ABOUT THIS TASK: After finding the line with "use super::*;" in the entries below, retype exactly each line from there through the line with "let mut entry", including that final line.

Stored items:
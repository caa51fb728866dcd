//! Outbox entries queued alongside credential mutations
//!
//! An entry is written in the same transaction as the credential row it
//! describes, so a crash after commit can delay an audit record or event but
//! never lose it.

use chrono::{DateTime, Utc};
use serde::{Deserialize, Serialize};
use std::fmt;
use std::str::FromStr;

use super::audit::AuditRecord;
use super::publisher::CredentialEvent;
use crate::domain::{ActorId, Credential, OutboxEntryId};
use crate::errors::{Error, Result};

/// What the relay hands to which sink
#[derive(Debug, Clone, PartialEq, Serialize, Deserialize)]
#[serde(tag = "kind", rename_all = "snake_case")]
pub enum OutboxPayload {
    Audit(AuditRecord),
    Event(CredentialEvent),
}

impl OutboxPayload {
    pub fn kind(&self) -> &'static str {
        match self {
            Self::Audit(_) => "audit",
            Self::Event(_) => "event",
        }
    }
}

#[derive(Debug, Clone, Copy, PartialEq, Eq, Serialize, Deserialize)]
#[serde(rename_all = "lowercase")]
pub enum OutboxStatus {
    Pending,
    Delivered,
    Failed,
}

impl OutboxStatus {
    pub fn as_str(&self) -> &'static str {
        match self {
            Self::Pending => "pending",
            Self::Delivered => "delivered",
            Self::Failed => "failed",
        }
    }
}

impl FromStr for OutboxStatus {
    type Err = Error;

    fn from_str(s: &str) -> Result<Self> {
        match s {
            "pending" => Ok(Self::Pending),
            "delivered" => Ok(Self::Delivered),
            "failed" => Ok(Self::Failed),
            other => Err(Error::internal(format!("Unknown outbox status: {}", other))),
        }
    }
}

impl fmt::Display for OutboxStatus {
    fn fmt(&self, f: &mut fmt::Formatter<'_>) -> fmt::Result {
        f.write_str(self.as_str())
    }
}

/// A pending side effect and its delivery bookkeeping
#[derive(Debug, Clone, PartialEq)]
pub struct OutboxEntry {
    pub id: OutboxEntryId,
    pub payload: OutboxPayload,
    pub status: OutboxStatus,
    pub attempts: u32,
    pub last_error: Option<String>,
    pub created_at: DateTime<Utc>,
    pub next_attempt_at: DateTime<Utc>,
}

impl OutboxEntry {
    pub fn new(payload: OutboxPayload) -> Self {
        let now = Utc::now();
        Self {
            id: OutboxEntryId::new(),
            payload,
            status: OutboxStatus::Pending,
            attempts: 0,
            last_error: None,
            created_at: now,
            next_attempt_at: now,
        }
    }

    /// Audit record plus lifecycle event for one credential mutation
    pub fn for_mutation(
        action: &str,
        topic: &str,
        actor_id: Option<ActorId>,
        credential: &Credential,
    ) -> Vec<Self> {
        vec![
            Self::new(OutboxPayload::Audit(AuditRecord::for_credential(action, actor_id, credential))),
            Self::new(OutboxPayload::Event(CredentialEvent::for_credential(topic, credential))),
        ]
    }

    /// Whether the relay may pick this entry up at `now`
    pub fn is_due(&self, now: DateTime<Utc>) -> bool {
        self.status == OutboxStatus::Pending && self.next_attempt_at <= now
    }
}

#[cfg(test)]
mod tests {
    use super::*;
    use crate::domain::{CredentialId, Provider, WorkspaceId};
    use crate::events::{audit, publisher};

    fn credential() -> Credential {
        let now = Utc::now();
        Credential {
            id: CredentialId::new(),
            workspace_id: WorkspaceId::new(),
            created_by: ActorId::new(),
            provider: Provider::Gcp,
            name: "gke".to_string(),
            encrypted_data: vec![3u8; 40],
            is_active: true,
            masked_data: None,
            created_at: now,
            updated_at: now,
        }
    }

    #[test]
    fn mutation_yields_audit_and_event() {
        let entries = OutboxEntry::for_mutation(
            audit::ACTION_UPDATE,
            publisher::TOPIC_UPDATED,
            None,
            &credential(),
        );

        assert_eq!(entries.len(), 2);
        assert_eq!(entries[0].payload.kind(), "audit");
        assert_eq!(entries[1].payload.kind(), "event");
        assert!(entries.iter().all(|e| e.status == OutboxStatus::Pending && e.attempts == 0));
    }

    #[test]
    fn payload_serializes_with_kind_tag() {
        let entries = OutboxEntry::for_mutation(
            audit::ACTION_CREATE,
            publisher::TOPIC_CREATED,
            Some(ActorId::new()),
            &credential(),
        );

        let json = serde_json::to_value(&entries[1].payload).unwrap();
        assert_eq!(json["kind"], "event");
        assert_eq!(json["topic"], "credential.created");

        let back: OutboxPayload = serde_json::from_value(json).unwrap();
        assert_eq!(back, entries[1].payload);
    }

    #[test]
    fn due_only_when_pending_and_scheduled() {
        let mut entry = OutboxEntry::new(OutboxPayload::Event(CredentialEvent::for_credential(
            publisher::TOPIC_DELETED,
            &credential(),
        )));
        let now = Utc::now();
        assert!(entry.is_due(now));

        entry.next_attempt_at = now + chrono::Duration::seconds(30);
        assert!(!entry.is_due(now));

        entry.next_attempt_at = now;
        entry.status = OutboxStatus::Failed;
        assert!(!entry.is_due(now));
    }

    #[test]
    fn status_round_trips() {
        for status in [OutboxStatus::Pending, OutboxStatus::Delivered, OutboxStatus::Failed] {
            assert_eq!(status.as_str().parse::<OutboxStatus>().unwrap(), status);
        }
        assert!("lost".parse::<OutboxStatus>().is_err());
    }
}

TASK RESULT:
    use super::*;
    use crate::domain::{CredentialId, Provider, WorkspaceId};
    use crate::events::{audit, publisher};

    fn credential() -> Credential {
        let now = Utc::now();
        Credential {
            id: CredentialId::new(),
            workspace_id: WorkspaceId::new(),
            created_by: ActorId::new(),
            provider: Provider::Gcp,
            name: "gke".to_string(),
            encrypted_data: vec![3u8; 40],
            is_active: true,
            masked_data: None,
            created_at: now,
            updated_at: now,
        }
    }

    #[test]
    fn mutation_yields_audit_and_event() {
        let entries = OutboxEntry::for_mutation(
            audit::ACTION_UPDATE,
            publisher::TOPIC_UPDATED,
            None,
            &credential(),
        );

        assert_eq!(entries.len(), 2);
        assert_eq!(entries[0].payload.kind(), "audit");
        assert_eq!(entries[1].payload.kind(), "event");
        assert!(entries.iter().all(|e| e.status == OutboxStatus::Pending && e.attempts == 0));
    }

    #[test]
    fn payload_serializes_with_kind_tag() {
        let entries = OutboxEntry::for_mutation(
            audit::ACTION_CREATE,
            publisher::TOPIC_CREATED,
            Some(ActorId::new()),
            &credential(),
        );

        let json = serde_json::to_value(&entries[1].payload).unwrap();
        assert_eq!(json["kind"], "event");
        assert_eq!(json["topic"], "credential.created");

        let back: OutboxPayload = serde_json::from_value(json).unwrap();
        assert_eq!(back, entries[1].payload);
    }

    #[test]
    fn due_only_when_pending_and_scheduled() {
        let mut entry = OutboxEntry::new(OutboxPayload::Event(CredentialEvent::for_credential(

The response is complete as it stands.